人白细胞介素10离体供肺基因转染对大鼠移植肺缺血再灌注损伤的保护作用

目的 探讨离体经肺静脉灌注途径转染目的 基因的可行性,观察移植肺局部转染人白细胞介素(hIL)-10基因对移植肺缺血再灌注损伤(IRI)的影响.方法 采用改良的三袖套法建立大鼠左肺原位移植模型,移植前供肺离体经肺静脉逆行灌注5×109 PFU/ml hIL-10基因重组的腺病毒载体(转基因组),保存3 h后移入受鼠;另设空载体对照组、空白对照组和假手术对照组.再灌注后4 h,测定动脉血PaO2;检测移植肺湿-干重比率(W/D)、丙二醛(MDA)含量、超氧化物歧化酶(SOD)活性、髓过氧化物酶(MPO)活性;观察组织学改变;采用RT-PCR法和免疫组化染色法检测移植肺hIL-10基因的表达情况,酶联免疫吸附法(ELISA)测定移植肺肿瘤坏死因子(TNF)-α、干扰素(IFN)-γ的表达水平.结果 空载体对照组和空白对照组出现明显的移植肺IRI,转基因组移植肺IRI明显减轻,PaO2提高、W/D比率降低、MDA含量和MPO活性下降(P＜0.01)、SOD活性升高(P＜0.05);转基因组移植肺TNF-α、IFN-γ的表达下调(P＜0.01),肺泡间质水肿减轻,炎细胞浸润减少,并有外源性hIL-10基因的表达.结论 (1)离体供肺经肺静脉灌注途径转染外源性基因有效可行;(2)腺病毒介导hIL-10转基因能有效地减轻移植肺IRI,改善早期移植肺功能.

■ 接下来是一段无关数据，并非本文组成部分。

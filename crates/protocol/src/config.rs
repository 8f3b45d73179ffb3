use serde::{Deserialize, Serialize};

use crate::types::{Breakpoint, LayoutMode};

/// Initial preview settings supplied by the host.
///
/// Every field has a default, so hosts can send `{}` or any subset.
#[derive(Debug, Clone, PartialEq, Serialize, Deserialize)]
#[serde(default)]
pub struct PreviewConfig {
    pub breakpoints: Vec<Breakpoint>,
    pub layout: LayoutMode,
    pub zoom_to_fit: bool,
    pub sync_enabled: bool,
    pub container_width: f64,
    pub container_height: f64,
}

impl Default for PreviewConfig {
    fn default() -> Self {
        Self {
            breakpoints: Breakpoint::defaults(),
            layout: LayoutMode::ParallelRow,
            zoom_to_fit: true,
            sync_enabled: true,
            container_width: 1200.0,
            container_height: 800.0,
        }
    }
}
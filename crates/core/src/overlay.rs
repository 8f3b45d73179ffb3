use crate::error::ReviewResult;

/// Key that dismisses the open overlay.
pub const CLOSE_KEY: &str = "Escape";

/// Holds at most one open overlay session.
///
/// The session is created by `open_with` and dropped by `close`; nothing
/// outlives a close.
#[derive(Debug)]
pub struct Overlay<T> {
    active: Option<T>,
}

impl<T> Default for Overlay<T> {
    fn default() -> Self {
        Self { active: None }
    }
}

impl<T> Overlay<T> {
    pub fn new() -> Self {
        Self::default()
    }

    pub fn is_open(&self) -> bool {
        self.active.is_some()
    }

    /// Open a fresh session, replacing any open one. On error the overlay
    /// keeps its previous state.
    pub fn open_with(&mut self, create: impl FnOnce() -> ReviewResult<T>) -> ReviewResult<&mut T> {
        let session = create()?;
        log::debug!("overlay opened");
        Ok(self.active.insert(session))
    }

    /// Drop the open session, returning whether one was open.
    pub fn close(&mut self) -> bool {
        let was_open = self.active.take().is_some();
        if was_open {
            log::debug!("overlay closed");
        }
        was_open
    }

    /// Close when open, otherwise open. Returns whether the overlay is open afterwards.
    pub fn toggle_with(&mut self, create: impl FnOnce() -> ReviewResult<T>) -> ReviewResult<bool> {
        if self.close() {
            return Ok(false);
        }
        self.open_with(create)?;
        Ok(true)
    }

    /// Global key handler. Returns true when the key closed the overlay.
    pub fn handle_key(&mut self, key: &str) -> bool {
        key == CLOSE_KEY && self.close()
    }

    pub fn get(&self) -> Option<&T> {
        self.active.as_ref()
    }

    pub fn get_mut(&mut self) -> Option<&mut T> {
        self.active.as_mut()
    }
}
mod compare;
mod frame;
mod logger;
mod presets;
mod preview;

pub use compare::CompareHandle;
pub use presets::PresetHandle;
pub use preview::PreviewHandle;

use screen_review_core::overlay::CLOSE_KEY;
use screen_review_core::preview::{ScaleInput, compute_scale};
use screen_review_protocol::LayoutMode;
use serde::de::DeserializeOwned;
use wasm_bindgen::prelude::*;

#[wasm_bindgen(start)]
pub fn start() {
    console_error_panic_hook::set_once();
    logger::init();
}

/// Zoom-to-fit scale for one surface.
#[wasm_bindgen(js_name = compute_scale)]
pub fn scale_for(
    viewport_width: f64,
    layout: &str,
    container_width: f64,
    container_height: f64,
    active_count: usize,
    zoom_to_fit: bool,
) -> Result<f64, JsError> {
    let mode: LayoutMode = parse_variant(layout)?;
    Ok(compute_scale(&ScaleInput {
        viewport_width,
        mode,
        container_width,
        container_height,
        active_count,
        zoom_to_fit,
    }))
}

/// Whether a `keydown` key should close the open overlay.
#[wasm_bindgen]
pub fn is_close_key(key: &str) -> bool {
    key == CLOSE_KEY
}

/// Parse a kebab-case enum variant such as `"parallel-row"`.
fn parse_variant<T: DeserializeOwned>(name: &str) -> Result<T, JsError> {
    serde_json::from_value(serde_json::Value::String(name.to_string()))
        .map_err(|_| JsError::new(&format!("unknown mode: {name}")))
}

fn parse_json<T: DeserializeOwned>(json: &str, what: &str) -> Result<T, JsError> {
    serde_json::from_str(json).map_err(|e| JsError::new(&format!("invalid {what}: {e}")))
}

fn to_json<T: serde::Serialize>(value: &T) -> Result<String, JsError> {
    serde_json::to_string(value).map_err(|e| JsError::new(&e.to_string()))
}

#[allow(clippy::needless_pass_by_value)]
fn js_error(err: impl std::fmt::Display) -> JsError {
    JsError::new(&err.to_string())
}
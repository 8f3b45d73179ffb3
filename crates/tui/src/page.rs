//! JSON page models standing in for rendered screens.
//!
//! A page model describes each screen's box geometry well enough to lay it
//! out at any viewport width, which is all the terminal previewer needs.

use std::collections::BTreeMap;

use anyhow::{Context, Result, bail};
use screen_review_core::HostContext;
use screen_review_core::ports::{StaticDocument, StaticElement};
use screen_review_protocol::PreviewConfig;
use serde::Deserialize;

/// One box on a screen.
#[derive(Debug, Clone, PartialEq, Deserialize)]
#[serde(rename_all = "camelCase")]
pub struct PageElement {
    #[serde(default)]
    pub name: Option<String>,
    #[serde(default)]
    pub left: f64,
    /// Fixed width in px. Absent means the box fills the viewport from `left`.
    #[serde(default)]
    pub width: Option<f64>,
    /// Width the text needs. Wider than the box means an ellipsis.
    #[serde(default)]
    pub text_width: Option<f64>,
}

impl PageElement {
    /// Box width at `viewport` px.
    pub fn box_width(&self, viewport: f64) -> f64 {
        self.width.unwrap_or(viewport - self.left).max(0.0)
    }

    fn render(&self, viewport: f64) -> StaticElement {
        let width = self.box_width(viewport);
        match self.text_width {
            Some(text) if text > width => StaticElement::ellipsis(self.left, width, text),
            _ => StaticElement::block(self.left, width),
        }
    }
}

#[derive(Debug, Clone, PartialEq, Deserialize)]
#[serde(rename_all = "camelCase")]
pub struct ScreenModel {
    pub height: f64,
    /// Below this width the body stops shrinking and scrolls sideways.
    #[serde(default)]
    pub min_width: f64,
    #[serde(default)]
    pub elements: Vec<PageElement>,
}

impl ScreenModel {
    /// Lay the screen out in a `viewport` by `viewport_height` frame.
    pub fn render(&self, viewport: f64, viewport_height: f64) -> StaticDocument {
        let elements: Vec<StaticElement> =
            self.elements.iter().map(|e| e.render(viewport)).collect();
        let content_width = elements
            .iter()
            .map(|e| e.probe.rect_right)
            .fold(viewport.max(self.min_width), f64::max);
        StaticDocument::new(viewport, viewport_height)
            .with_content(content_width, self.height.max(viewport_height))
            .with_elements(elements)
    }
}

/// An app's screens plus the preview settings to open them with.
#[derive(Debug, Clone, Deserialize)]
#[serde(rename_all = "camelCase")]
pub struct PageModel {
    pub app: String,
    /// Screen to open first. Defaults to the first screen.
    #[serde(default)]
    pub selected: Option<String>,
    pub screens: BTreeMap<String, ScreenModel>,
    #[serde(default)]
    pub preview: PreviewConfig,
}

impl PageModel {
    pub fn parse(data: &[u8]) -> Result<Self> {
        let model: PageModel = serde_json::from_slice(data).context("invalid page model")?;
        if model.screens.is_empty() {
            bail!("page model for {:?} has no screens", model.app);
        }
        Ok(model)
    }

    pub fn screen(&self, id: &str) -> Option<&ScreenModel> {
        self.screens.get(id)
    }

    pub fn host_context(&self) -> HostContext {
        let screens: Vec<String> = self.screens.keys().cloned().collect();
        let selected = self
            .selected
            .clone()
            .or_else(|| screens.first().cloned())
            .unwrap_or_default();
        HostContext::new(self.app.clone(), screens, selected)
    }
}

#[cfg(test)]
mod tests {
    use screen_review_core::ports::SurfaceDocument;

    use super::*;

    const MODEL: &str = r#"{
        "app": "shop",
        "screens": {
            "cart": { "height": 900 },
            "home": {
                "height": 2400,
                "minWidth": 480,
                "elements": [
                    { "name": "hero" },
                    { "name": "title", "left": 16, "width": 200, "textWidth": 260 },
                    { "name": "promo", "left": 300, "width": 420 }
                ]
            }
        }
    }"#;

    #[test]
    fn host_context_defaults_to_first_screen() {
        let model = PageModel::parse(MODEL.as_bytes()).unwrap();
        let host = model.host_context();
        assert_eq!(host.screens, vec!["cart".to_string(), "home".to_string()]);
        assert_eq!(host.selected_screen.as_deref(), Some("cart"));
    }

    #[test]
    fn narrow_viewport_overflows() {
        let model = PageModel::parse(MODEL.as_bytes()).unwrap();
        let doc = model.screen("home").unwrap().render(375.0, 940.0);
        let probe = doc.layout_probe().unwrap();
        assert_eq!(probe.client_width, 375.0);
        assert_eq!(probe.body_scroll_width, 720.0);
    }

    #[test]
    fn wide_viewport_fits() {
        let model = PageModel::parse(MODEL.as_bytes()).unwrap();
        let doc = model.screen("home").unwrap().render(1280.0, 940.0);
        assert_eq!(doc.content_width, 1280.0);
        assert_eq!(doc.elements[0].probe.rect_width, 1280.0);
    }

    #[test]
    fn empty_model_is_rejected() {
        let err = PageModel::parse(br#"{"app":"shop","screens":{}}"#).unwrap_err();
        assert!(err.to_string().contains("no screens"));
    }
}
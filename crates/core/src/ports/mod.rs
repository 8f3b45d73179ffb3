//! Seams between the engine and whatever hosts it.
//!
//! The engine only touches rendered documents, storage, elements and the
//! event loop through these traits. `memory` provides in-process
//! implementations used by tests and the terminal previewer.

pub mod memory;

use std::cell::RefCell;
use std::fmt;

use screen_review_protocol::{ElementProbe, LayoutProbe, ScrollMetrics};
use thiserror::Error;

pub use memory::{MemoryStore, StaticDocument, StaticElement};

/// A document or element could not be read or written.
///
/// Typical causes are cross-origin frames and nodes detached mid-navigation.
#[derive(Debug, Clone, PartialEq, Eq, Error)]
pub enum AccessError {
    #[error("document is not accessible: {0}")]
    Denied(String),
    #[error("element is detached")]
    Detached,
    #[error("document is not loaded")]
    NotLoaded,
}

/// Read/write access to one embedded rendering surface.
pub trait SurfaceDocument {
    fn scroll_metrics(&self) -> Result<ScrollMetrics, AccessError>;

    fn scroll_to(&mut self, x: f64, y: f64) -> Result<(), AccessError>;

    fn layout_probe(&self) -> Result<LayoutProbe, AccessError>;

    /// Every element in the document. Individual reads may fail without
    /// failing the whole enumeration.
    fn elements(&self) -> Result<Vec<Result<ElementProbe, AccessError>>, AccessError>;
}

/// Cooperative single-tick deferral (animation frame, timer, task queue).
pub trait Scheduler {
    fn next_tick(&self, task: Box<dyn FnOnce()>);
}

/// A scheduler that queues tasks until the caller drains them.
#[derive(Default)]
pub struct TickQueue {
    pending: RefCell<Vec<Box<dyn FnOnce()>>>,
}

impl TickQueue {
    pub fn new() -> Self {
        Self::default()
    }

    pub fn len(&self) -> usize {
        self.pending.borrow().len()
    }

    pub fn is_empty(&self) -> bool {
        self.pending.borrow().is_empty()
    }

    /// Run everything queued before this call. Tasks queued while running
    /// wait for the next tick.
    pub fn run_pending(&self) -> usize {
        let tasks = std::mem::take(&mut *self.pending.borrow_mut());
        let count = tasks.len();
        for task in tasks {
            task();
        }
        count
    }
}

impl Scheduler for TickQueue {
    fn next_tick(&self, task: Box<dyn FnOnce()>) {
        self.pending.borrow_mut().push(task);
    }
}

impl fmt::Debug for TickQueue {
    fn fmt(&self, f: &mut fmt::Formatter<'_>) -> fmt::Result {
        f.debug_struct("TickQueue").field("pending", &self.len()).finish()
    }
}

/// A host event-listener binding, released when dropped.
///
/// Surfaces own their registration, so discarding a surface always detaches
/// its listeners.
pub struct ListenerRegistration {
    release: Option<Box<dyn FnOnce()>>,
}

impl ListenerRegistration {
    pub fn new(release: impl FnOnce() + 'static) -> Self {
        Self {
            release: Some(Box::new(release)),
        }
    }

    /// A registration with nothing to release.
    pub fn none() -> Self {
        Self { release: None }
    }
}

impl Drop for ListenerRegistration {
    fn drop(&mut self) {
        if let Some(release) = self.release.take() {
            release();
        }
    }
}

impl fmt::Debug for ListenerRegistration {
    fn fmt(&self, f: &mut fmt::Formatter<'_>) -> fmt::Result {
        f.debug_struct("ListenerRegistration")
            .field("armed", &self.release.is_some())
            .finish()
    }
}

#[derive(Debug, Clone, PartialEq, Eq, Error)]
pub enum StorageError {
    #[error("storage unavailable: {0}")]
    Unavailable(String),
    #[error("storage write failed: {0}")]
    Write(String),
}

/// Durable string key-value storage (`localStorage` in the browser).
pub trait KeyValueStore {
    fn get(&self, key: &str) -> Result<Option<String>, StorageError>;

    fn set(&mut self, key: &str, value: &str) -> Result<(), StorageError>;
}

/// An element whose inline style can be captured and rewritten.
///
/// Implementations are handles: cloning the `Rc` that holds one refers to
/// the same element.
pub trait StyleTarget {
    /// Inline `style` attribute text.
    fn style_text(&self) -> Result<String, AccessError>;

    fn set_style_text(&self, css: &str) -> Result<(), AccessError>;

    fn set_property(&self, property: &str, value: &str) -> Result<(), AccessError>;

    /// Short description for notices, e.g. `div.card`.
    fn describe(&self) -> String;
}
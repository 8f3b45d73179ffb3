pub mod commands;
pub mod config;
pub mod findings;
pub mod preset;
pub mod probe;
pub mod theme;
pub mod types;

pub use commands::{BlendMode, CompareCommand, PaneSide, PreviewCommand};
pub use config::PreviewConfig;
pub use findings::{Findings, Issue, IssueKind};
pub use preset::{Preset, PresetSource};
pub use probe::{BoxExtent, ElementProbe, LayoutProbe, ScrollMetrics, TextOverflow};
pub use theme::ThemeToken;
pub use types::{
    Breakpoint, CompareMode, LayoutMode, SurfaceId, SurfaceRole, CUSTOM_BREAKPOINT_NAME,
    MAX_CUSTOM_WIDTH, MIN_CUSTOM_WIDTH,
};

Isografts on subsequent ischemia-reperfusion injury: experiment with rats

OBJECTIVE: To investigate the feasibility of ex vivo adenovirus-mediated gene transfer of human interleukin10 (hIL10) via the pulmonary vein into lung isografts, and to investigate the effect of hIL-10 gene transfer on subsequent ischemia-reperfusion injury (IRI). METHODS: Fifty-six male SD rats were randomly divided into 4 equal groups: Group D, undergoing left lung isotransplantation with the improved cuff anastomosis technique (the Isografts were transvascularly transfected 5 ml of 5 x 10(9) plaque-forming units/ml adenovec-hIL-10 complex, Group C, with the Isografts transvascularly transfected with blank adenovirus vector Adenovec, Group B, with the Isografts transvascularly transfected with diluent , and Group A, undergoing sham operation. All allografts were preserved for 3 hours at 10 degrees C before transplantation. Four hours after reperfusion blood samples were collected from hr abdominal aorta to undergo blood air analysis. Lung function was evaluated by partial pressure of oxygen (PaO2). Then the rats were killed with their left lung taken out to undergo pathological examination. The graft lung wet-to-dry (W/D) weight ratio was measured. SABC immunohistochemistry was used to detect the expression of hIL-10 in the cytoplasm. ELISA was used to detect the expression of tumor necrosis factor-alpha (TNF-alpha) and interferon-gamma (IFN-gamma). The levels of malonyldialdehyde (MDA), superoxide dismutase (SOD), and myeloperoxidase (MPO) were measured by. Pathological morphologic change was also analyzed. RESULTS: The PaO2 level of Group D was significantly higher than those of Groups B and C (both P < 0.01). The W/D ratio, and levels of MDA and MPO of Group D were significantly lower than those of Groups B and C (both P < 0.01), but the SOD level of Group D was significantly higher than those of Groups B and C (both P < 0.05). The TNF-alpha and IFN-gamma levels of Group D were significantly lower than those of Groups B and C (both P < 0.01). Fewer tissue edema and interstitial inflammation were found in lungs. Of Group D RT-PCR showed hIL-10 expression in the lungs of the rats of Group D, but not in other groups. CONCLUSION: Ex vivo adenovirus-mediated gene transfer of hIL-10 via the pulmonary vein into the lung isografts is feasible and effective. hIL-10 gene transfer into lung isografts ameliorates subsequent IRI and improves early posttransplant graft function.